Each line containing the string "unwrap" should be copied out of the entries.
╭──
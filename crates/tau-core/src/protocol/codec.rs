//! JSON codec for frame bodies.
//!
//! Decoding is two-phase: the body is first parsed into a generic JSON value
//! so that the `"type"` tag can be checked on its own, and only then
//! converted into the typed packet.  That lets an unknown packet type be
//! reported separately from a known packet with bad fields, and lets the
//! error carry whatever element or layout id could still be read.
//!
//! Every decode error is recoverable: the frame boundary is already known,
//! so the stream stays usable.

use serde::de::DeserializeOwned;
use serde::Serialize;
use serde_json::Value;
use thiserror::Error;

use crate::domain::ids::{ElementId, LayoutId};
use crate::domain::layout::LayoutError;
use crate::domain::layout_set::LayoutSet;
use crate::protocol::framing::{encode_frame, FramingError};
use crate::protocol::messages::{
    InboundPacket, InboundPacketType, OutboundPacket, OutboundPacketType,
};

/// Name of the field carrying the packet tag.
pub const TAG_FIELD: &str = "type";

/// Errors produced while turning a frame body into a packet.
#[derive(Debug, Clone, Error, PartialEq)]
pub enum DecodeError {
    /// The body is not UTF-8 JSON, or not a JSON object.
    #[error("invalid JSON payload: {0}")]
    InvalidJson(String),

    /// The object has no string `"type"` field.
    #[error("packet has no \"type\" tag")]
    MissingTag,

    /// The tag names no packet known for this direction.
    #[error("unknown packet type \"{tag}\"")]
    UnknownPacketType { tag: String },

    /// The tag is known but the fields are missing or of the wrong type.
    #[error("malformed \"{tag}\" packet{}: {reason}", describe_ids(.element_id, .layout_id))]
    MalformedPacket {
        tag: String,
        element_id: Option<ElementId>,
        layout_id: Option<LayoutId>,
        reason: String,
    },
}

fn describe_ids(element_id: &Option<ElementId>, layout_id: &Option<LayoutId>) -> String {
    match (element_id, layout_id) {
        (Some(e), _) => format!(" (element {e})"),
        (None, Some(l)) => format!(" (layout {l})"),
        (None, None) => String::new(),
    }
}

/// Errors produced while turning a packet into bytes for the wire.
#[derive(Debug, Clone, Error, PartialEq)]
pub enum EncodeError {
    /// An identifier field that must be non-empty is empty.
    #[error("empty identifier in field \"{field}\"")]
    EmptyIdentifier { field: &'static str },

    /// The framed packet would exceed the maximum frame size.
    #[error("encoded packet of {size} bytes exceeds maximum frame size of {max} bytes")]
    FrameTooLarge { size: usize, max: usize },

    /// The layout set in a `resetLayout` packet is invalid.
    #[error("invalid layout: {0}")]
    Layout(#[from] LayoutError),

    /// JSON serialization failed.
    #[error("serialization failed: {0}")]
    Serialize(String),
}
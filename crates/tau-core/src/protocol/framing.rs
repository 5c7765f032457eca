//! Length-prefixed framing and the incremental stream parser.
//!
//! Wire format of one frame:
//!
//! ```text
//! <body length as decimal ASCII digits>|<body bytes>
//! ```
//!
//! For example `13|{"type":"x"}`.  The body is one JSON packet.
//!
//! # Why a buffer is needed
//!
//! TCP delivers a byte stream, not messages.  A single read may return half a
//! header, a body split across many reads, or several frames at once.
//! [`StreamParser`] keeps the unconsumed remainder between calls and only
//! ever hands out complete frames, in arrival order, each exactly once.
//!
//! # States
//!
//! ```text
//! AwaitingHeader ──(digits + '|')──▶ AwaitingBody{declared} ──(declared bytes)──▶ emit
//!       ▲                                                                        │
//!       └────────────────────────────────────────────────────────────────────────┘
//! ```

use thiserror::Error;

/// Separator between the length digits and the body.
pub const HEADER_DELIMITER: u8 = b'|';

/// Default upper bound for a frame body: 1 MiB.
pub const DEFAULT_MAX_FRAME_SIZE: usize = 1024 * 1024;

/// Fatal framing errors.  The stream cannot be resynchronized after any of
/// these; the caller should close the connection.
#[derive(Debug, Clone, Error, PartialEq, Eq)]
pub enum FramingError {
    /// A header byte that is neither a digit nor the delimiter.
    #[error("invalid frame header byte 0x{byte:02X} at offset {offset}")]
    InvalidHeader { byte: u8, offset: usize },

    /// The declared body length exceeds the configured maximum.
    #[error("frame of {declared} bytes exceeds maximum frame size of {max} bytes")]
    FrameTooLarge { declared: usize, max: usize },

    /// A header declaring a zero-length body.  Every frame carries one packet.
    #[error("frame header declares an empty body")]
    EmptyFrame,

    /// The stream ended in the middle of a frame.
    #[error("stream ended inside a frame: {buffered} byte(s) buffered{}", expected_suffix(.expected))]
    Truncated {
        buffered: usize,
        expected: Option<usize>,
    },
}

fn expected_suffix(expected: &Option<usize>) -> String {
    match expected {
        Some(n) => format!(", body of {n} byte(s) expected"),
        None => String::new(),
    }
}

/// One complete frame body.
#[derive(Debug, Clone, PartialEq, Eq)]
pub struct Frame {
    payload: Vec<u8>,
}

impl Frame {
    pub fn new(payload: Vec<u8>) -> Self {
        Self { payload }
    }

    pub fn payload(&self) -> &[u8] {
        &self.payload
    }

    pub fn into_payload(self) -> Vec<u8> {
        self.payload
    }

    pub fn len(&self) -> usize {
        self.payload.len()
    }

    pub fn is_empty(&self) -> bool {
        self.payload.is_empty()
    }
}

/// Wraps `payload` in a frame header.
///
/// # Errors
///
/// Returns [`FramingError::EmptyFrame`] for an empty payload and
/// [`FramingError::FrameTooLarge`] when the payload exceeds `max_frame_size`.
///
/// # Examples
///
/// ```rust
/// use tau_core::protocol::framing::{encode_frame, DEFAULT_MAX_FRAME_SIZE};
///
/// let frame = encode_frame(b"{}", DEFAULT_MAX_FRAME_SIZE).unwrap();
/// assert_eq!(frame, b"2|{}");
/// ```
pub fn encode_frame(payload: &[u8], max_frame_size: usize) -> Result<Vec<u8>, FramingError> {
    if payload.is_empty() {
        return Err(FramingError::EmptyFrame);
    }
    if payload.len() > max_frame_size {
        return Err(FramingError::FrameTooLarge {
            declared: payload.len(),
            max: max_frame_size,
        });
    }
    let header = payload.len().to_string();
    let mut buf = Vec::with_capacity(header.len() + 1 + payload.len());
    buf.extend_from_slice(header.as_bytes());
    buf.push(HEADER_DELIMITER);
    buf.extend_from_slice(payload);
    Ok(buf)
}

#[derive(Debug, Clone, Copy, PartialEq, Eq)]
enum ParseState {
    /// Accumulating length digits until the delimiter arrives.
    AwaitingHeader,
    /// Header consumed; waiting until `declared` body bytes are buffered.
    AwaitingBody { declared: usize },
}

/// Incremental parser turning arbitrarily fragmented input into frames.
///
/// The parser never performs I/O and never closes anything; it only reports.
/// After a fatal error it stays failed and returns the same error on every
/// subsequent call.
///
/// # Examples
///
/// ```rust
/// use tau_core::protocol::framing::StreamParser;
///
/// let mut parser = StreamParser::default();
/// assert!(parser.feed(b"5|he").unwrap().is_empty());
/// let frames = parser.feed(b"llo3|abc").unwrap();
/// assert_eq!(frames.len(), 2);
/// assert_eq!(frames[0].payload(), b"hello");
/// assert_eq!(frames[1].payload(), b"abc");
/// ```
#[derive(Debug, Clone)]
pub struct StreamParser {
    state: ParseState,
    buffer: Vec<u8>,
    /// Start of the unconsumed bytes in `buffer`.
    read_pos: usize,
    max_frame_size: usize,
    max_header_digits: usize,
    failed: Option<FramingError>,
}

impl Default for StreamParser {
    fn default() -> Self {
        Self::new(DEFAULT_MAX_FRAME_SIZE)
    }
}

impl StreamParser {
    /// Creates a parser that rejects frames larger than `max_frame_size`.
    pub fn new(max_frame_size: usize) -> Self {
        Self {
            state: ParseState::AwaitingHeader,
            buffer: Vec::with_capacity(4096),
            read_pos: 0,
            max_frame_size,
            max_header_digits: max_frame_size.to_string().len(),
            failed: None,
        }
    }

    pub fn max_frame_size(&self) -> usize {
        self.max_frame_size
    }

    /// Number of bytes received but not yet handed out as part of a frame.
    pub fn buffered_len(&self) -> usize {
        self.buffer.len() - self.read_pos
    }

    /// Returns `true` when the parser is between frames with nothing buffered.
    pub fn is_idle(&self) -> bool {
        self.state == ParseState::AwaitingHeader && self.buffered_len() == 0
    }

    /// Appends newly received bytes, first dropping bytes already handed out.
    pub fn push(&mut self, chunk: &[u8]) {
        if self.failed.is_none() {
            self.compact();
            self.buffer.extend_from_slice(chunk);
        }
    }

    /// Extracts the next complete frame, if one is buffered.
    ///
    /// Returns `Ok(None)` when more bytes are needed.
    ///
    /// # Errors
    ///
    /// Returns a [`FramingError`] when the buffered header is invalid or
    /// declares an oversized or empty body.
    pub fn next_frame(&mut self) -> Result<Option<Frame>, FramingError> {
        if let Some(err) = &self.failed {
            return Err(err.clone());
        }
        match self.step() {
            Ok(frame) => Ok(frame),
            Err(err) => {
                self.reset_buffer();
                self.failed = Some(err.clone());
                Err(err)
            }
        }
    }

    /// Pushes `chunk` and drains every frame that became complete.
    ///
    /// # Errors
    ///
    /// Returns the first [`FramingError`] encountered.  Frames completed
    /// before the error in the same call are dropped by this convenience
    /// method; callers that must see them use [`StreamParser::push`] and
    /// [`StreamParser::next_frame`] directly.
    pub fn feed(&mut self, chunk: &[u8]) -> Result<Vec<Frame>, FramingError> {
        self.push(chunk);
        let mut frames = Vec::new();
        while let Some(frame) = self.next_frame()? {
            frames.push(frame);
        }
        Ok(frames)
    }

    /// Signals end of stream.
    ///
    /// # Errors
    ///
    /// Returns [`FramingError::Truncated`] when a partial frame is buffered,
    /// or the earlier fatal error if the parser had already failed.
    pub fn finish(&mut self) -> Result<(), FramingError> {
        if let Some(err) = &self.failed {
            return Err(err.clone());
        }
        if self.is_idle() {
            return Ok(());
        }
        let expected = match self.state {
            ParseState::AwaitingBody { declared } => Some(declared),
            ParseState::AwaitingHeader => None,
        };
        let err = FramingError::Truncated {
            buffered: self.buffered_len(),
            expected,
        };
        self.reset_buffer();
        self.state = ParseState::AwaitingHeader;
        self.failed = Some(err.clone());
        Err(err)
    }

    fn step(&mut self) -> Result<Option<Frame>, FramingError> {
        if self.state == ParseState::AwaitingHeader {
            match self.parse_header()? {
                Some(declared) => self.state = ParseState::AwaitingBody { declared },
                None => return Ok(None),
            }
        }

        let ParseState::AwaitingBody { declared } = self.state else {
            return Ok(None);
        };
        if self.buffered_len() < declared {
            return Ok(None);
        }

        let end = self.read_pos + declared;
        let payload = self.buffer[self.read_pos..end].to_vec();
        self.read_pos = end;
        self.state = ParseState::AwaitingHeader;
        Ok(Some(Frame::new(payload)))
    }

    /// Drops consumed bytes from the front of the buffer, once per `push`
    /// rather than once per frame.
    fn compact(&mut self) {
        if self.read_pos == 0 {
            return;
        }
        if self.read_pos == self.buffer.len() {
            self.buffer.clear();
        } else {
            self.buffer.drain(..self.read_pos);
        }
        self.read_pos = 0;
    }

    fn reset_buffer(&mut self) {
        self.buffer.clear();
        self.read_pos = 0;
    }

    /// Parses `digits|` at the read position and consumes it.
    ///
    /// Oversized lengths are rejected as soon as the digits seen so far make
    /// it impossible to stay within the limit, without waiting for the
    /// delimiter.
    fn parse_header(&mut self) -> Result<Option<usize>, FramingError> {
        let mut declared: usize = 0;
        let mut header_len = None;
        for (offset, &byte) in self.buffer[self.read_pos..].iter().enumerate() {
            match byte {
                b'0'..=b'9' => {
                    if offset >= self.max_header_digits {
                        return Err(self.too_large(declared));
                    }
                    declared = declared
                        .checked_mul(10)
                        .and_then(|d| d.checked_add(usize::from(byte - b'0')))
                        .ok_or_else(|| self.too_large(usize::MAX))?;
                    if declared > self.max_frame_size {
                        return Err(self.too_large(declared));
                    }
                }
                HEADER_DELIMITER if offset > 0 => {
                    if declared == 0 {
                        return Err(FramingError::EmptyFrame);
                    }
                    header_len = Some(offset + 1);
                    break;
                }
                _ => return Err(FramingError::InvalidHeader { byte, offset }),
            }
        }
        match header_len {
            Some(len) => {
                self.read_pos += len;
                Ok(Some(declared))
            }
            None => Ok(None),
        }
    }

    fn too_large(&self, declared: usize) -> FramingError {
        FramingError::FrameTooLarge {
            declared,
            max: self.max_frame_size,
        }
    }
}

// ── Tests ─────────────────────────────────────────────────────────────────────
╰──
╭──
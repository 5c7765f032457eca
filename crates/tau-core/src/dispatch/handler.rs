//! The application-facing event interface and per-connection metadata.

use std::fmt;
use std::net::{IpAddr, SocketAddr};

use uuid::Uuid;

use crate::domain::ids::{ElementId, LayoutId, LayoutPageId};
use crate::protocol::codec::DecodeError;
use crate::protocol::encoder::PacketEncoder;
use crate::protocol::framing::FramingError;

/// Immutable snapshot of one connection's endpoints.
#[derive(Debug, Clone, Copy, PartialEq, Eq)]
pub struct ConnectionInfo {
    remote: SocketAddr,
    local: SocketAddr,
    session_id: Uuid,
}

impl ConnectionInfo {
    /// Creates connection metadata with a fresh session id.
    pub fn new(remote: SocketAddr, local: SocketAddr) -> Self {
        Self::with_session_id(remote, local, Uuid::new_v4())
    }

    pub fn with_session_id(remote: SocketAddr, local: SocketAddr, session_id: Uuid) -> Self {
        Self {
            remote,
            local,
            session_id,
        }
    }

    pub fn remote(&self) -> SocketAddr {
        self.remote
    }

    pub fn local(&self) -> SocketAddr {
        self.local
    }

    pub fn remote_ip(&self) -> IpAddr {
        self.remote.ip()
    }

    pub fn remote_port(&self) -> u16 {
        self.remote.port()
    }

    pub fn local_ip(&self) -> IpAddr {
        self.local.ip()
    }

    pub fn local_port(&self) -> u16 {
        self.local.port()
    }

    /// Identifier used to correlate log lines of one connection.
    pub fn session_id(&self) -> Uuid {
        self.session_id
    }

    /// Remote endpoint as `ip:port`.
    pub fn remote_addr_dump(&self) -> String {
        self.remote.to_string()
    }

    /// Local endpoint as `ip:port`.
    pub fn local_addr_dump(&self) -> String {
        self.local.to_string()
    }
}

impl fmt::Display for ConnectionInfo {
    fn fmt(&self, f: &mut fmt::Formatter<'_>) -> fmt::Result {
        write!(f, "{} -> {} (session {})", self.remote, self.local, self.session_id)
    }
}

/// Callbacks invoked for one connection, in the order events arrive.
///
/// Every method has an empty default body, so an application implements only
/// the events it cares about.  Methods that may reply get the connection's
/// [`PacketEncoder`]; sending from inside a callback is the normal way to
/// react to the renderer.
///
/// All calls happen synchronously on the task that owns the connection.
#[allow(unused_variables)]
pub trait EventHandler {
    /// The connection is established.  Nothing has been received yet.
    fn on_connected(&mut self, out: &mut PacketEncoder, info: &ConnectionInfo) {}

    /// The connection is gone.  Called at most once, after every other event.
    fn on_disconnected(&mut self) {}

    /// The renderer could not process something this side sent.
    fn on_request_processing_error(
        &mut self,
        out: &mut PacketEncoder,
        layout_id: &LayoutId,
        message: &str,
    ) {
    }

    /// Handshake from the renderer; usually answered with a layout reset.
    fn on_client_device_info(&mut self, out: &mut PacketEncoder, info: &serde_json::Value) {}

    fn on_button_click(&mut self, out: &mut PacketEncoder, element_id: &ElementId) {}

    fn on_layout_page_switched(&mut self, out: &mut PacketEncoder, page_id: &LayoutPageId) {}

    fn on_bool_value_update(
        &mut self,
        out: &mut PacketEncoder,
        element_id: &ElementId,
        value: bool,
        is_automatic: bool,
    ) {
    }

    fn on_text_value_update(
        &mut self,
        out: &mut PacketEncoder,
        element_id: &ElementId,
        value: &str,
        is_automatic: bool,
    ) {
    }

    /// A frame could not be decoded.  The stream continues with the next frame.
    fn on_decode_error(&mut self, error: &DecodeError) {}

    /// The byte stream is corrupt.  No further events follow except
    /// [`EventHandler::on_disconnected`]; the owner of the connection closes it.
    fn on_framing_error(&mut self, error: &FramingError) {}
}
╰──
╭──
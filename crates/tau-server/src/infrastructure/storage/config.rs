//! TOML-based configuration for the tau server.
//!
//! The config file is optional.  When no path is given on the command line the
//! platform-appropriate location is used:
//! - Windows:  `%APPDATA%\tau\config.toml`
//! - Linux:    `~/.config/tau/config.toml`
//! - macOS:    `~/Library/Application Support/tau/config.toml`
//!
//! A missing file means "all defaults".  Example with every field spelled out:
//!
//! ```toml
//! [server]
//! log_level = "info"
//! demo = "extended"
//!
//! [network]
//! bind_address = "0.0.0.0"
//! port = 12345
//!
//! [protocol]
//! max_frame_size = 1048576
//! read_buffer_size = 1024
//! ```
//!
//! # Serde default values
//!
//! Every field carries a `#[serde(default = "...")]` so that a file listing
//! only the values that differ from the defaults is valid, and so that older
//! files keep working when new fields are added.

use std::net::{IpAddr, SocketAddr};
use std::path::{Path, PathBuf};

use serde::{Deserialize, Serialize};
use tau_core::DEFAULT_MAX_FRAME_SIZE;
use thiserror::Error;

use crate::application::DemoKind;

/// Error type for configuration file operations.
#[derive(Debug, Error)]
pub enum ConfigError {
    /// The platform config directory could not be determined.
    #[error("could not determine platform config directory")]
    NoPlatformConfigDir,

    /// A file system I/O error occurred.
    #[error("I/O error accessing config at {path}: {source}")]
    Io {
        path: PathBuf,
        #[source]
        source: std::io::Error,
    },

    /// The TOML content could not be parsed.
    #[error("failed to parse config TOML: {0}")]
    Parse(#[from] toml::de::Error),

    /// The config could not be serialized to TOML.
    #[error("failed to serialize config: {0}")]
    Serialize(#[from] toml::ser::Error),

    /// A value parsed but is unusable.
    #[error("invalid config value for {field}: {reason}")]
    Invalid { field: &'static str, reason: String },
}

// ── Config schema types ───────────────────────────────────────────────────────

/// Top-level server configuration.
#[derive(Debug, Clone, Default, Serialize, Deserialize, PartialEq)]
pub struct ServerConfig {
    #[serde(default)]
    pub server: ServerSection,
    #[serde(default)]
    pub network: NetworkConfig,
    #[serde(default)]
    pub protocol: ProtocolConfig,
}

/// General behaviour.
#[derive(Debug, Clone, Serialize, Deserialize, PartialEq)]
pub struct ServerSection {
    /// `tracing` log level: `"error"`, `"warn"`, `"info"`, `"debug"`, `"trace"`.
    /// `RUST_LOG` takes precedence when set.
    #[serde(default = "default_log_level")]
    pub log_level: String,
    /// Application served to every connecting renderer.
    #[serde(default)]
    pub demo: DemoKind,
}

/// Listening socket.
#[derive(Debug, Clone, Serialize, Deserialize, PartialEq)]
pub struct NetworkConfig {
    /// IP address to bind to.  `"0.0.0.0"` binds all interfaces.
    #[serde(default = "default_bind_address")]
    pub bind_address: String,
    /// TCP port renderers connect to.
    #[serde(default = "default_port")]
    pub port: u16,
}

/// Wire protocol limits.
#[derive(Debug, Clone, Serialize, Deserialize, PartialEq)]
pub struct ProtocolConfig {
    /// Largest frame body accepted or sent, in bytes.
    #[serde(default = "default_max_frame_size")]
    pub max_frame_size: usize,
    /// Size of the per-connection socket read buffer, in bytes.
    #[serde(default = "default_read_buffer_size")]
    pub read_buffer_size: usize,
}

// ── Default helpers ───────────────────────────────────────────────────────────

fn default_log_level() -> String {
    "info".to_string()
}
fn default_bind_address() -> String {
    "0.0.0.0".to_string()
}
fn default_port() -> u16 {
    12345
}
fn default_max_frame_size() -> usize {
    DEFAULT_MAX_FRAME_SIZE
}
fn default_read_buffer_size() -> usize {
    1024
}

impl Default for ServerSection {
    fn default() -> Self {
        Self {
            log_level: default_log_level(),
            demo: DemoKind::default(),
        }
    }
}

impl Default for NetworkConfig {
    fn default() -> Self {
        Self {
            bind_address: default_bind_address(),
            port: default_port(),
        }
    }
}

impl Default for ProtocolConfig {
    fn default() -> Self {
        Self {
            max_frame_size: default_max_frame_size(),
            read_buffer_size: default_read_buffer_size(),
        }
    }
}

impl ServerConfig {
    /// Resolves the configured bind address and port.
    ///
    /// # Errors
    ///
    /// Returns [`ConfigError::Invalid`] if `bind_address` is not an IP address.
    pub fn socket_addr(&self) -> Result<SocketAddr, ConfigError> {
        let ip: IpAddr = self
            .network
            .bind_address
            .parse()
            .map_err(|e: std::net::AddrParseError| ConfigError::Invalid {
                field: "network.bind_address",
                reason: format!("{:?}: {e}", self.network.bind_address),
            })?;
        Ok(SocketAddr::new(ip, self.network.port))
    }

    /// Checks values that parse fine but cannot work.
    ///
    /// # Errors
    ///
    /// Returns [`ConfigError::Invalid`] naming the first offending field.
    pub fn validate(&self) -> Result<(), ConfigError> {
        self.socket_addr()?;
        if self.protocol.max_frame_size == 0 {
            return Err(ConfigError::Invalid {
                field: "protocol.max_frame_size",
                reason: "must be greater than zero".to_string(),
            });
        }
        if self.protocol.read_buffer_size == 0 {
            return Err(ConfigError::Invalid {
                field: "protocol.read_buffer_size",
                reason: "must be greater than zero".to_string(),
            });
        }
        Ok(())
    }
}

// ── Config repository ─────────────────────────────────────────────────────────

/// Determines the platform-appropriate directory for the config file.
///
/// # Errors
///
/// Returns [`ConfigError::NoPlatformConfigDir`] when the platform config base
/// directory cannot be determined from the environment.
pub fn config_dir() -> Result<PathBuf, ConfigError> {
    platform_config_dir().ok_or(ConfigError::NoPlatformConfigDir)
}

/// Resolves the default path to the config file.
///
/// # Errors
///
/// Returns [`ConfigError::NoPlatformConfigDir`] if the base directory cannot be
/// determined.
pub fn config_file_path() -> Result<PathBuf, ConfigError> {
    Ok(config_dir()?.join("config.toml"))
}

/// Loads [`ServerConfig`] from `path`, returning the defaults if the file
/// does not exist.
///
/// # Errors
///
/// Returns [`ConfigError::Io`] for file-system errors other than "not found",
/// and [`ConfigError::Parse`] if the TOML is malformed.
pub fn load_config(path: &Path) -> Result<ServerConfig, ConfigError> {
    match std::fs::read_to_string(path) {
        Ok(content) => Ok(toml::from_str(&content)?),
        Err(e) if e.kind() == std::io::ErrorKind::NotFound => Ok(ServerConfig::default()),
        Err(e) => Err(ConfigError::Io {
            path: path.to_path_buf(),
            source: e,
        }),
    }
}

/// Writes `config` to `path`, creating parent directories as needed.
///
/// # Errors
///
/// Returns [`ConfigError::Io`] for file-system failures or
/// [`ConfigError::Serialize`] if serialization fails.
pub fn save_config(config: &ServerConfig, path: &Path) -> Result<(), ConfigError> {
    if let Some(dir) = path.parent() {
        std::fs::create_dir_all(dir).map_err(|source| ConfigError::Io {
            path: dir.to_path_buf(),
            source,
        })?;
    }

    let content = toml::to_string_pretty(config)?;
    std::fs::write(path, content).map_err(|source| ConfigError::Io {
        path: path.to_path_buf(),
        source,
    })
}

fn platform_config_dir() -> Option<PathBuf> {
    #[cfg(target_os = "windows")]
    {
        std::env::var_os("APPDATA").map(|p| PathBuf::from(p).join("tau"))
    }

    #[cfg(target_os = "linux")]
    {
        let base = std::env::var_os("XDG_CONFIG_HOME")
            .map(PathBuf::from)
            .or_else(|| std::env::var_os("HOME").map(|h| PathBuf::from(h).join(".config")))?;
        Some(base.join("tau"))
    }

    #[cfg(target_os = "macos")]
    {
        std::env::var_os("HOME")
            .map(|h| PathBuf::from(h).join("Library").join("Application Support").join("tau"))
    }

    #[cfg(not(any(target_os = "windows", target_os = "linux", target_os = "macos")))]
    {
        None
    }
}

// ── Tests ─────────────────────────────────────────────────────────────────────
╰──
→ **Answer space**:
/// let frame = encode_frame(b"{}", DEFAULT_MAX_FRAME_SIZE).unwrap();
/// assert!(parser.feed(b"5|he").unwrap().is_empty());
/// let frames = parser.feed(b"llo3|abc").unwrap();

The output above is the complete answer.